Przytuliłem go mocno, chcąc dodać otuchy i wsparcia, którego tak bardzo potrzebował.
- Będę trzymać za was kciuki – powiedział Dylan, wstając z krzesła – Rye, daj znać jak poszło.
- Już idziesz? – zapytałem, zerkając na bruneta.
- Tak – Pokiwał głową – Nie chcę przeszkadzać.
- Możesz zostać, jeśli chcesz – Wtrącił Andy, także zerkając na chłopaka – Kac cię jeszcze trzyma, więc lepiej będzie, jeśli się położysz i odpoczniesz.
- Na pewno? – zapytał niepewnie, a Andy kiwnął głową.
- Możesz iść do mojej sypialni – powiedziałem, a Dylan uśmiechnął się z wdzięcznością i po chwili już go nie było.
Andy spojrzał mi w oczy, po czym uśmiechnął się, starając się zrobić to jak najszerzej. Westchnąłem cicho, wiedząc, że jego uśmiech jest strasznie sztuczny i wymuszony.
- Boję się, jak zareaguje... - Wyznał, patrząc na mnie.
- Będzie dobrze, tak? – Przytuliłem go mocno, a on wtulił się we mnie.
- Tak – Pokiwał lekko głową - Miejmy nadzieję.
***
Siedziałem na kanapie i patrzyłem na Andy'iego, który chodził w tą i z powrotem, pocierając nerwowo swoją twarz.
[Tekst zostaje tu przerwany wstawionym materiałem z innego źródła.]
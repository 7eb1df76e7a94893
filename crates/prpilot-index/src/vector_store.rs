use std::collections::HashMap;
use std::future::Future;
use std::pin::Pin;

/// Payload key holding the chunk's file path; `delete_by_file` filters on it.
pub const FILE_PATH_KEY: &str = "file_path";
/// Payload key holding the chunk id.
pub const CHUNK_ID_KEY: &str = "chunk_id";

#[derive(Debug, thiserror::Error)]
pub enum VectorStoreError {
    #[error("connection error: {0}")]
    Connection(String),
    #[error("collection error: {0}")]
    Collection(String),
    #[error("upsert error: {0}")]
    Upsert(String),
    #[error("search error: {0}")]
    Search(String),
    #[error("delete error: {0}")]
    Delete(String),
    #[error("fetch error: {0}")]
    Fetch(String),
    #[error("serialization error: {0}")]
    Serialization(String),
}

#[derive(Debug, Clone)]
pub struct VectorPoint {
    pub id: String,
    pub vector: Vec<f32>,
    pub payload: HashMap<String, serde_json::Value>,
}

#[derive(Debug, Clone)]
pub struct ScoredVectorPoint {
    pub id: String,
    pub score: f32,
    pub payload: HashMap<String, serde_json::Value>,
}

pub type BoxFuture<'a, T> = Pin<Box<dyn Future<Output = T> + Send + 'a>>;

/// Backend holding one embedding per chunk, keyed by chunk id.
pub trait VectorStore: Send + Sync {
    fn ensure_collection(
        &self,
        collection: &str,
        vector_size: u64,
    ) -> BoxFuture<'_, Result<(), VectorStoreError>>;

    fn collection_exists(&self, collection: &str) -> BoxFuture<'_, Result<bool, VectorStoreError>>;

    fn delete_collection(&self, collection: &str) -> BoxFuture<'_, Result<(), VectorStoreError>>;

    fn upsert(
        &self,
        collection: &str,
        points: Vec<VectorPoint>,
    ) -> BoxFuture<'_, Result<(), VectorStoreError>>;

    /// Remove every point whose `file_path` payload equals `path`.
    fn delete_by_file(
        &self,
        collection: &str,
        path: &str,
    ) -> BoxFuture<'_, Result<(), VectorStoreError>>;

    fn search(
        &self,
        collection: &str,
        vector: Vec<f32>,
        limit: u64,
    ) -> BoxFuture<'_, Result<Vec<ScoredVectorPoint>, VectorStoreError>>;

    /// Stored vectors for the given ids. Missing ids are absent from the map.
    fn fetch_vectors(
        &self,
        collection: &str,
        ids: Vec<String>,
    ) -> BoxFuture<'_, Result<HashMap<String, Vec<f32>>, VectorStoreError>>;

    fn count(&self, collection: &str) -> BoxFuture<'_, Result<u64, VectorStoreError>>;

    /// Number of mutating calls (upserts and deletes) issued through this handle.
    fn write_count(&self) -> u64;
}
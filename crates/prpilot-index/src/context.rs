//! Contextualized embedding text generation.
//!
//! Raw code embeds poorly on its own. Prepending the file path, owner scope,
//! language tag and a few imports places a chunk near the code it belongs with.

use crate::chunker::Chunk;

/// Maximum number of import lines included in the embedding text.
pub const MAX_IMPORT_LINES: usize = 5;

/// Text sent to the embedding provider for `chunk`.
#[must_use]
pub fn contextualize_for_embedding(chunk: &Chunk, imports: &str) -> String {
    let mut text = String::with_capacity(chunk.text.len() + 256);

    text.push_str("# ");
    text.push_str(&chunk.file_path);
    text.push('\n');

    if !chunk.scope.is_empty() {
        text.push_str("# Scope: ");
        text.push_str(&chunk.scope);
        text.push('\n');
    }

    text.push_str("# Language: ");
    text.push_str(&chunk.language);
    text.push('\n');

    for line in imports
        .lines()
        .filter(|l| !l.trim().is_empty())
        .take(MAX_IMPORT_LINES)
    {
        text.push_str(line);
        text.push('\n');
    }

    text.push_str(&chunk.text);
    text
}

/// Short header used when printing retrieved chunks.
#[must_use]
pub fn chunk_display_header(chunk: &Chunk) -> String {
    format!(
        "{} :: {} (lines {}-{})",
        chunk.file_path, chunk.name, chunk.start_line, chunk.end_line
    )
}
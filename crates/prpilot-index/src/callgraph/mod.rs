//! Call extraction and symbol resolution.
//!
//! Extractors turn one parsed file into [`RawCall`]s: caller chunk plus a
//! symbolic callee. Resolution against the collection's symbol table happens
//! later in [`resolve`], so a file's raw calls never need re-parsing when
//! other files change.

pub mod dot;
pub mod generic;
pub mod python;
pub mod resolve;

use std::collections::{HashMap, HashSet};
use std::path::Path;
use std::time::Duration;

use serde::{Deserialize, Serialize};
use tree_sitter::Tree;

use crate::chunker::Chunk;
use crate::config::ExternalToolConfig;
use crate::error::Result;
use crate::languages::LanguageEntry;

pub use dot::DotToolExtractor;
pub use generic::GrammarCallExtractor;
pub use python::PythonCallExtractor;
pub use resolve::{ResolutionPolicy, Symbol, SymbolTable};

/// One parsed file handed to an extractor.
#[derive(Debug, Clone, Copy)]
pub struct SourceFile<'a> {
    /// Path relative to the repository root, as stored in chunks.
    pub path: &'a str,
    /// Absolute path on disk, for external tools.
    pub abs_path: &'a Path,
    pub source: &'a str,
    pub entry: &'a LanguageEntry,
    pub tree: Option<&'a Tree>,
}

/// An unresolved call site.
#[derive(Debug, Clone, PartialEq, Eq, Serialize, Deserialize)]
pub struct RawCall {
    /// Chunk id of the calling definition.
    pub caller: String,
    /// Final identifier of the callee (`bar` in `foo.bar()`).
    pub callee: String,
    /// Receiver text, or the enclosing class for `self` calls.
    pub qualifier: Option<String>,
    /// Module the callee was imported from.
    pub import_hint: Option<String>,
    pub language: String,
    /// 1-based line of the call site.
    pub line: usize,
}

pub trait EdgeExtractor: Send + Sync {
    fn name(&self) -> &'static str;

    /// Raw calls made by `chunks` of `file`.
    ///
    /// # Errors
    ///
    /// Returns an error if the file cannot be analyzed.
    fn extract_edges(&self, file: &SourceFile<'_>, chunks: &[Chunk]) -> Result<Vec<RawCall>>;
}

/// Picks the extractor for each language and normalizes its output.
pub struct CallGraphBuilder {
    generic: GrammarCallExtractor,
    python: PythonCallExtractor,
    tools: HashMap<String, DotToolExtractor>,
}

impl CallGraphBuilder {
    #[must_use]
    pub fn new(tools: &[ExternalToolConfig]) -> Self {
        Self {
            generic: GrammarCallExtractor,
            python: PythonCallExtractor,
            tools: tools
                .iter()
                .map(|t| {
                    (
                        t.language.clone(),
                        DotToolExtractor::new(t.command.clone(), t.args.clone())
                            .with_timeout(Duration::from_secs(t.timeout_secs)),
                    )
                })
                .collect(),
        }
    }

    fn extractor_for(&self, language: &str) -> &dyn EdgeExtractor {
        if let Some(tool) = self.tools.get(language) {
            return tool;
        }
        if language == "python" {
            &self.python
        } else {
            &self.generic
        }
    }

    /// Raw calls of one file, self-calls dropped and deduplicated on
    /// `(caller, callee, qualifier)`. Extractor failures yield no calls.
    #[must_use]
    pub fn extract(&self, file: &SourceFile<'_>, chunks: &[Chunk]) -> Vec<RawCall> {
        let extractor = self.extractor_for(file.entry.id);
        let calls = match extractor.extract_edges(file, chunks) {
            Ok(calls) => calls,
            Err(e) => {
                tracing::warn!(
                    file = %file.path,
                    extractor = extractor.name(),
                    "call extraction failed: {e:#}"
                );
                return Vec::new();
            }
        };
        normalize(calls, chunks)
    }
}

impl Default for CallGraphBuilder {
    fn default() -> Self {
        Self::new(&[])
    }
}

fn normalize(mut calls: Vec<RawCall>, chunks: &[Chunk]) -> Vec<RawCall> {
    let by_id: HashMap<&str, &Chunk> = chunks.iter().map(|c| (c.id.as_str(), c)).collect();
    calls.retain(|call| {
        let Some(caller) = by_id.get(call.caller.as_str()) else {
            return false;
        };
        !is_self_call(caller, call)
    });
    calls.sort_by(|a, b| {
        (&a.caller, &a.callee, &a.qualifier, a.line).cmp(&(
            &b.caller,
            &b.callee,
            &b.qualifier,
            b.line,
        ))
    });
    let mut seen = HashSet::new();
    calls.retain(|c| seen.insert((c.caller.clone(), c.callee.clone(), c.qualifier.clone())));
    calls.sort_by_key(|c| c.line);
    calls
}

/// A definition calling its own name on itself.
fn is_self_call(caller: &Chunk, call: &RawCall) -> bool {
    if caller.short_name() != call.callee {
        return false;
    }
    match call.qualifier.as_deref() {
        None => caller.owner().is_none(),
        Some(q) => caller.owner() == Some(q),
    }
}

/// Innermost function/method chunk containing `[start, end)`, else the
/// innermost chunk of any kind.
pub(crate) fn enclosing_chunk(chunks: &[Chunk], start: usize, end: usize) -> Option<&Chunk> {
    let containing = || {
        chunks
            .iter()
            .filter(move |c| c.start_byte <= start && end <= c.end_byte)
    };
    containing()
        .filter(|c| c.kind.is_callable())
        .min_by_key(|c| c.end_byte - c.start_byte)
        .or_else(|| containing().min_by_key(|c| c.end_byte - c.start_byte))
}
Chciałem jakoś podnieść go na duchu, ale prawda jest taka, że nic, co bym powiedział nie poprawiłoby mu humoru.
CZYTASZ
Kiedy jesteśmy sami | Randy 2 ✅
Romance! Druga część! Pierwsza część: "Uzależniony" Rye'owi w końcu udaje się odnaleźć Andy'iego. Andy jest zaskoczony jego widokiem, jednak nie ukrywa radości. Żaden z nich nie wypowiada słów, które paść powinny: Kocham cię. Rye szybko zauważa, że Andy ni...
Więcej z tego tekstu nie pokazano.